The Role of Dipole Charges in Black Hole Thermodynamics
Keith Copsey, Gary T. Horowitz
TL;DR
The paper investigates how dipole charges can enter the first law of black hole thermodynamics in higher dimensions. It shows that the Sudarsky-Wald derivation's assumption of a globally defined potential omits dipole contributions, which appear when the potential is not globally defined due to horizon topology. It derives a corrected first law for five-dimensional dipole rings, including a dipole term, and extends the formalism to minimal 5D supergravity with Chern-Simons terms. It further generalizes to higher dimensions with p-form fields, predicting local charges on general horizon topologies and providing a unified first-law framework.

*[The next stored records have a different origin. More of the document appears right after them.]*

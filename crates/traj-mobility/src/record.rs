//! Aggregate rows of the mobility model.
//!
//! | Table        | Key                                   | Payload                              |
//! |--------------|---------------------------------------|--------------------------------------|
//! | transitions  | `(segment_from, segment_to, weekday)` | count, distance and duration sums    |
//! | probability  | transition key                        | `count / Σcount` per `(from, weekday)` |
//! | locations    | `segment_id`                          | distinct observed points, centroid   |
//!
//! Location points are latlon degrees.

use rustc_hash::FxHashMap;

use traj_core::{CoordinatesUnit, Point, SegmentId, Weekday, weekday_index};
use traj_route::Route;

use crate::{MobilityError, MobilityResult};

// ── Transitions ───────────────────────────────────────────────────────────────

/// Key of the transitions table.
#[derive(Copy, Clone, Debug, PartialEq, Eq, Hash)]
pub struct TransitionKey {
    pub segment_from: SegmentId,
    pub segment_to:   SegmentId,
    pub weekday:      Weekday,
}

impl TransitionKey {
    pub fn new(segment_from: SegmentId, segment_to: SegmentId, weekday: Weekday) -> Self {
        Self { segment_from, segment_to, weekday }
    }

    /// Stable ordering: origin, weekday (Monday first), destination.
    pub fn sort_key(&self) -> (SegmentId, u8, SegmentId) {
        (self.segment_from, weekday_index(self.weekday), self.segment_to)
    }
}

/// Accumulated observations of one transition.
#[derive(Copy, Clone, Debug, PartialEq)]
pub struct TransitionRecord {
    pub key:          TransitionKey,
    pub count:        u64,
    pub distance_sum: f64,
    pub duration_sum: f64,
}

impl TransitionRecord {
    /// A transition seen once.
    pub fn first(key: TransitionKey, distance_m: f64, duration_s: f64) -> Self {
        Self { key, count: 1, distance_sum: distance_m, duration_sum: duration_s }
    }

    pub fn observe(&mut self, distance_m: f64, duration_s: f64) {
        self.count += 1;
        self.distance_sum += distance_m;
        self.duration_sum += duration_s;
    }

    /// Fold another record for the same key into this one.
    pub fn absorb(&mut self, other: &TransitionRecord) {
        debug_assert_eq!(self.key, other.key);
        self.count += other.count;
        self.distance_sum += other.distance_sum;
        self.duration_sum += other.duration_sum;
    }

    pub fn distance_avg(&self) -> f64 {
        self.distance_sum / self.count as f64
    }

    pub fn duration_avg(&self) -> f64 {
        self.duration_sum / self.count as f64
    }
}

/// A transition as returned by queries: the record plus its probability,
/// `None` until probabilities have been built for it.
#[derive(Copy, Clone, Debug, PartialEq)]
pub struct Transition {
    pub record:      TransitionRecord,
    pub probability: Option<f64>,
}

impl Transition {
    #[inline]
    pub fn key(&self) -> TransitionKey {
        self.record.key
    }
}

/// `count / Σcount` for every record, grouped by `(segment_from, weekday)`.
pub fn transition_probabilities<'a>(
    records: impl IntoIterator<Item = &'a TransitionRecord>,
) -> FxHashMap<TransitionKey, f64> {
    let records: Vec<&TransitionRecord> = records.into_iter().collect();

    let mut totals: FxHashMap<(SegmentId, Weekday), u64> = FxHashMap::default();
    for r in &records {
        *totals.entry((r.key.segment_from, r.key.weekday)).or_default() += r.count;
    }

    records
        .into_iter()
        .map(|r| {
            let total = totals[&(r.key.segment_from, r.key.weekday)];
            (r.key, r.count as f64 / total as f64)
        })
        .collect()
}

// ── Locations ─────────────────────────────────────────────────────────────────

/// Distinct points observed on one segment and their mean.
#[derive(Clone, Debug, PartialEq)]
pub struct LocationRecord {
    pub segment_id:      SegmentId,
    pub observed_points: Route,
    pub centroid:        Point,
}

impl LocationRecord {
    /// A location seen at a single point.
    pub fn first(segment_id: SegmentId, point: &Point) -> MobilityResult<Self> {
        let point = point.in_unit(CoordinatesUnit::Degrees)?;
        Ok(Self {
            segment_id,
            observed_points: Route::from_waypoints([point])?,
            centroid:        point,
        })
    }

    /// Rebuild from persisted parts, recomputing nothing.
    pub fn from_parts(segment_id: SegmentId, observed_points: Route, centroid: Point) -> Self {
        Self { segment_id, observed_points, centroid }
    }

    /// Add `point` if it is not already among the observed points (exact
    /// equality) and recompute the centroid.  Returns `true` if it was added.
    pub fn observe(&mut self, point: &Point) -> MobilityResult<bool> {
        let point = point.in_unit(CoordinatesUnit::Degrees)?;
        if self.observed_points.iter().any(|p| *p == point) {
            return Ok(false);
        }
        self.observed_points.append(point)?;
        self.centroid = self.observed_points.get_average_point().ok_or_else(|| {
            MobilityError::Corrupt {
                table:  "location",
                reason: format!("segment {} has no observed points", self.segment_id),
            }
        })?;
        Ok(true)
    }

    /// Union `other`'s points into this record.
    pub fn absorb(&mut self, other: &LocationRecord) -> MobilityResult<()> {
        for p in other.observed_points.iter() {
            self.observe(p)?;
        }
        Ok(())
    }
}
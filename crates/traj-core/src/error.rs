//! Geodata error type.
//!
//! Sub-crates define their own error enums and wrap `GeoError` as one
//! variant via `#[from]`, so a failed point operation surfaces unchanged
//! through `Route` and mobility-model calls.

use thiserror::Error;

/// Errors produced by point construction and geometry functions.
#[derive(Debug, Clone, PartialEq, Error)]
pub enum GeoError {
    /// Malformed input: wrong coordinate count, non-finite values, values
    /// outside the declared unit's range, unknown reference-system or unit
    /// names, out-of-range timestamps.
    #[error("invalid argument: {0}")]
    InvalidArgument(String),

    /// The operation is not valid for the point's current reference system
    /// (e.g. bearing between cartesian points).
    #[error("invalid state: {0}")]
    InvalidState(String),

    /// The operation has no defined meaning for the given reference system
    /// (e.g. adding a geodesic vector to a cartesian point).
    #[error("not supported: {0}")]
    NotSupported(String),
}

/// Shorthand result type for geodata operations.
pub type GeoResult<T> = Result<T, GeoError>;
//! Routing trait and the straight-line estimate.
//!
//! # Pluggability
//!
//! The mobility model calls routing through the [`Router`] trait, so an
//! application can plug in a road-network engine or a remote routing service
//! without touching the aggregator.  [`StraightLineRouter`] needs no network
//! and is what the aggregator falls back to when a router query fails.

use traj_core::{Point, get_distance};
use traj_route::Route;

use crate::{SpatialError, SpatialResult};

// ── ShortestRoute ─────────────────────────────────────────────────────────────

/// Result of a routing query.
#[derive(Debug, Clone, PartialEq)]
pub struct ShortestRoute {
    pub distance_m: f64,
    pub duration_s: f64,
    /// Path geometry, source first.
    pub geometry:   Route,
}

// ── Router trait ──────────────────────────────────────────────────────────────

/// Pluggable routing collaborator.
///
/// # Thread safety
///
/// Implementations must be `Send + Sync` so they can be shared across Rayon
/// worker threads during partitioned ingestion.
pub trait Router: Send + Sync {
    /// Shortest route from `from` to `to` (latlon, degrees).
    ///
    /// Per-query failures should be [`SpatialError::NoRoute`] or
    /// [`SpatialError::Unavailable`]; callers treat those as recoverable.
    fn shortest_route(&self, from: &Point, to: &Point) -> SpatialResult<ShortestRoute>;
}

impl<R: Router + ?Sized> Router for &R {
    fn shortest_route(&self, from: &Point, to: &Point) -> SpatialResult<ShortestRoute> {
        (**self).shortest_route(from, to)
    }
}

// ── Straight line ─────────────────────────────────────────────────────────────

/// Great-circle estimate: haversine distance, duration at `speed_kmh`, and a
/// two-point geometry.
///
/// # Errors
///
/// [`SpatialError::InvalidSpeed`] unless `speed_kmh` is positive and finite.
pub fn straight_line(from: &Point, to: &Point, speed_kmh: f64) -> SpatialResult<ShortestRoute> {
    check_speed(speed_kmh)?;
    let distance_m = get_distance(from, to)?;
    Ok(ShortestRoute {
        distance_m,
        duration_s: distance_m / (speed_kmh / 3.6),
        geometry:   Route::from_waypoints([*from, *to])?,
    })
}

fn check_speed(speed_kmh: f64) -> SpatialResult<()> {
    if speed_kmh > 0.0 && speed_kmh.is_finite() {
        Ok(())
    } else {
        Err(SpatialError::InvalidSpeed(speed_kmh))
    }
}

/// [`Router`] that never consults a network: every query is answered by
/// [`straight_line`] at a fixed speed.
#[derive(Debug, Clone, Copy)]
pub struct StraightLineRouter {
    speed_kmh: f64,
}

impl StraightLineRouter {
    pub fn new(speed_kmh: f64) -> SpatialResult<Self> {
        check_speed(speed_kmh)?;
        Ok(Self { speed_kmh })
    }

    pub fn speed_kmh(&self) -> f64 {
        self.speed_kmh
    }
}

impl Router for StraightLineRouter {
    fn shortest_route(&self, from: &Point, to: &Point) -> SpatialResult<ShortestRoute> {
        straight_line(from, to, self.speed_kmh)
    }
}
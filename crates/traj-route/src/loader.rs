//! CSV trip loader.
//!
//! # CSV format
//!
//! One row per GPS fix.  Coordinates are WGS84 degrees; timestamps are Unix
//! seconds.
//!
//! ```csv
//! trip_id,timestamp,lon,lat
//! t1,1700000000,-7.6018,41.1671
//! t1,1700000030,-7.6007,41.1673
//! t2,1700003600,-8.6110,41.1470
//! ```
//!
//! Rows need not be grouped or ordered: fixes are bucketed by `trip_id` and
//! each trip becomes a timed [`Route`], sorted by timestamp.  Trips are
//! returned ordered by start time, then id.

use std::collections::HashMap;
use std::io::Read;
use std::path::Path;

use chrono::{Datelike, Weekday};
use serde::Deserialize;

use traj_core::{CoordinatesUnit, Point, TimedPoint, Timestamp};

use crate::{Route, RouteError, RouteResult};

// ── CSV record ────────────────────────────────────────────────────────────────

#[derive(Deserialize)]
struct TripRecord {
    trip_id:   String,
    timestamp: i64,
    lon:       f64,
    lat:       f64,
}

// ── Trip ──────────────────────────────────────────────────────────────────────

/// A recorded journey: an id plus a timed latlon route in degrees.
#[derive(Clone, Debug, PartialEq)]
pub struct Trip {
    pub trip_id: String,
    pub route:   Route,
}

impl Trip {
    /// Timestamp of the first fix.
    pub fn start(&self) -> Option<Timestamp> {
        self.route.start_time()
    }

    /// Day of week the trip started on (UTC).
    pub fn weekday(&self) -> Option<Weekday> {
        self.start().map(|t| t.weekday())
    }
}

// ── Public API ────────────────────────────────────────────────────────────────

/// Load trips from a CSV file.
pub fn load_trips_csv(path: &Path) -> RouteResult<Vec<Trip>> {
    let file = std::fs::File::open(path).map_err(RouteError::Io)?;
    load_trips_reader(file)
}

/// Like [`load_trips_csv`] but accepts any `Read` source.
pub fn load_trips_reader<R: Read>(reader: R) -> RouteResult<Vec<Trip>> {
    let mut csv_reader = csv::Reader::from_reader(reader);
    let mut by_trip: HashMap<String, Vec<TimedPoint>> = HashMap::new();

    for result in csv_reader.deserialize::<TripRecord>() {
        let row = result.map_err(|e| RouteError::Parse(e.to_string()))?;
        let point = Point::latlon(row.lon, row.lat, CoordinatesUnit::Degrees)?;
        let fix = TimedPoint::from_unix_secs(point, row.timestamp)?;
        by_trip.entry(row.trip_id).or_default().push(fix);
    }

    let mut trips = by_trip
        .into_iter()
        .map(|(trip_id, fixes)| {
            Ok(Trip {
                trip_id,
                route: Route::from_waypoints(fixes)?,
            })
        })
        .collect::<RouteResult<Vec<_>>>()?;

    trips.sort_by(|a, b| a.start().cmp(&b.start()).then_with(|| a.trip_id.cmp(&b.trip_id)));
    log::debug!("loaded {} trips", trips.len());
    Ok(trips)
}
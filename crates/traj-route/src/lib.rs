//! `traj-route` — ordered point sequences and their I/O.
//!
//! # Crate layout
//!
//! | Module     | Contents                                                      |
//! |------------|---------------------------------------------------------------|
//! | [`route`]  | `Route`, `Waypoint`, `Bounds`                                 |
//! | [`codec`]  | `[[x, y], …]` text form used by persisted location tables     |
//! | [`loader`] | `Trip`, `load_trips_csv` / `load_trips_reader`                |
//! | [`error`]  | `RouteError`, `RouteResult<T>`                                |
//!
//! # Homogeneity
//!
//! Every element of a [`Route`] shares one reference system and one unit,
//! and either every element carries a timestamp or none does.  Timed routes
//! stay sorted by timestamp after every mutation.

pub mod codec;
pub mod error;
pub mod loader;
pub mod route;


pub use error::{RouteError, RouteResult};
pub use loader::{Trip, load_trips_csv, load_trips_reader};
pub use route::{Bounds, Route, Waypoint};
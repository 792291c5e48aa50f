//! Unit tests for traj-mobility.

#[cfg(test)]
mod helpers {
    use std::io;

    use traj_core::{CoordinatesUnit, Point, SegmentId};
    use traj_route::Route;
    use traj_spatial::{Geocoder, Router, ShortestRoute, SpatialError, SpatialResult};

    pub const A: [f64; 2] = [0.0, 0.0];
    pub const A2: [f64; 2] = [0.001, 0.0];
    pub const B: [f64; 2] = [0.01, 0.0];
    pub const C: [f64; 2] = [0.02, 0.0];
    pub const D: [f64; 2] = [0.01, 0.01];
    pub const NOWHERE: [f64; 2] = [5.0, 5.0];

    pub fn deg([lon, lat]: [f64; 2]) -> Point {
        Point::latlon(lon, lat, CoordinatesUnit::Degrees).unwrap()
    }

    pub fn route(coords: &[[f64; 2]]) -> Route {
        Route::from_coords(coords, CoordinatesUnit::Degrees).unwrap()
    }

    /// Exact lookup table: A and A2 → 1, B → 2, C → 3, D → 4.
    pub struct TableGeocoder;

    impl Geocoder for TableGeocoder {
        fn reverse_geocode(&self, point: &Point) -> SpatialResult<SegmentId> {
            let p = point.in_unit(CoordinatesUnit::Degrees)?.coords();
            let table = [(A, 1), (A2, 1), (B, 2), (C, 3), (D, 4)];
            table
                .iter()
                .find(|(q, _)| (q[0] - p[0]).abs() < 1e-9 && (q[1] - p[1]).abs() < 1e-9)
                .map(|(_, id)| SegmentId(*id))
                .ok_or_else(|| SpatialError::NoMatch(point.to_string()))
        }
    }

    /// Maps every point to segment 1.
    pub struct OneSegment;

    impl Geocoder for OneSegment {
        fn reverse_geocode(&self, _: &Point) -> SpatialResult<SegmentId> {
            Ok(SegmentId(1))
        }
    }

    /// `TableGeocoder` whose connection times out when asked about B.
    pub struct TimeoutGeocoder;

    impl Geocoder for TimeoutGeocoder {
        fn reverse_geocode(&self, point: &Point) -> SpatialResult<SegmentId> {
            if *point == deg(B) {
                return Err(io::Error::new(io::ErrorKind::TimedOut, "read timed out").into());
            }
            TableGeocoder.reverse_geocode(point)
        }
    }

    /// `TableGeocoder` with segments 2 and 3 renumbered above 2^63.
    pub struct WideIdGeocoder;

    pub const WIDE_B: SegmentId = SegmentId(u64::MAX);
    pub const WIDE_C: SegmentId = SegmentId(1 << 63);

    impl Geocoder for WideIdGeocoder {
        fn reverse_geocode(&self, point: &Point) -> SpatialResult<SegmentId> {
            Ok(match TableGeocoder.reverse_geocode(point)? {
                SegmentId(2) => WIDE_B,
                SegmentId(3) => WIDE_C,
                id => id,
            })
        }
    }

    /// Every leg is 1 km in 60 s.
    pub struct FixedRouter;

    impl Router for FixedRouter {
        fn shortest_route(&self, from: &Point, to: &Point) -> SpatialResult<ShortestRoute> {
            Ok(ShortestRoute {
                distance_m: 1000.0,
                duration_s: 60.0,
                geometry:   Route::from_waypoints([*from, *to])?,
            })
        }
    }

    /// Simulates an unreachable routing service.
    pub struct FailingRouter;

    impl Router for FailingRouter {
        fn shortest_route(&self, _: &Point, _: &Point) -> SpatialResult<ShortestRoute> {
            Err(SpatialError::Unavailable("connection refused".into()))
        }
    }

    /// Socket reset on every request.
    pub struct ResetRouter;

    impl Router for ResetRouter {
        fn shortest_route(&self, _: &Point, _: &Point) -> SpatialResult<ShortestRoute> {
            Err(io::Error::new(io::ErrorKind::ConnectionReset, "connection reset by peer"))?
        }
    }

    /// Fails with an error that is not a per-query miss.
    pub struct BrokenRouter;

    impl Router for BrokenRouter {
        fn shortest_route(&self, _: &Point, _: &Point) -> SpatialResult<ShortestRoute> {
            Err(SpatialError::InvalidSpeed(0.0))
        }
    }
}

The results broaden the scope of charges appearing in black hole thermodynamics and suggest new directions for higher-dimensional solutions.
Abstract
Modern derivations of the first law of black holes appear to show that the only charges that arise are monopole charges that can be obtained by surface integrals at infinity. However, the recently discovered five dimensional black ring solutions empirically satisfy a first law in which dipole charges appear. We resolve this contradiction and derive a general form of the first law for black rings. Dipole charges do appear together with a corresponding potential. We also include theories with Chern-Simons terms and generalize the first law to other horizon topologies and more generic local charges.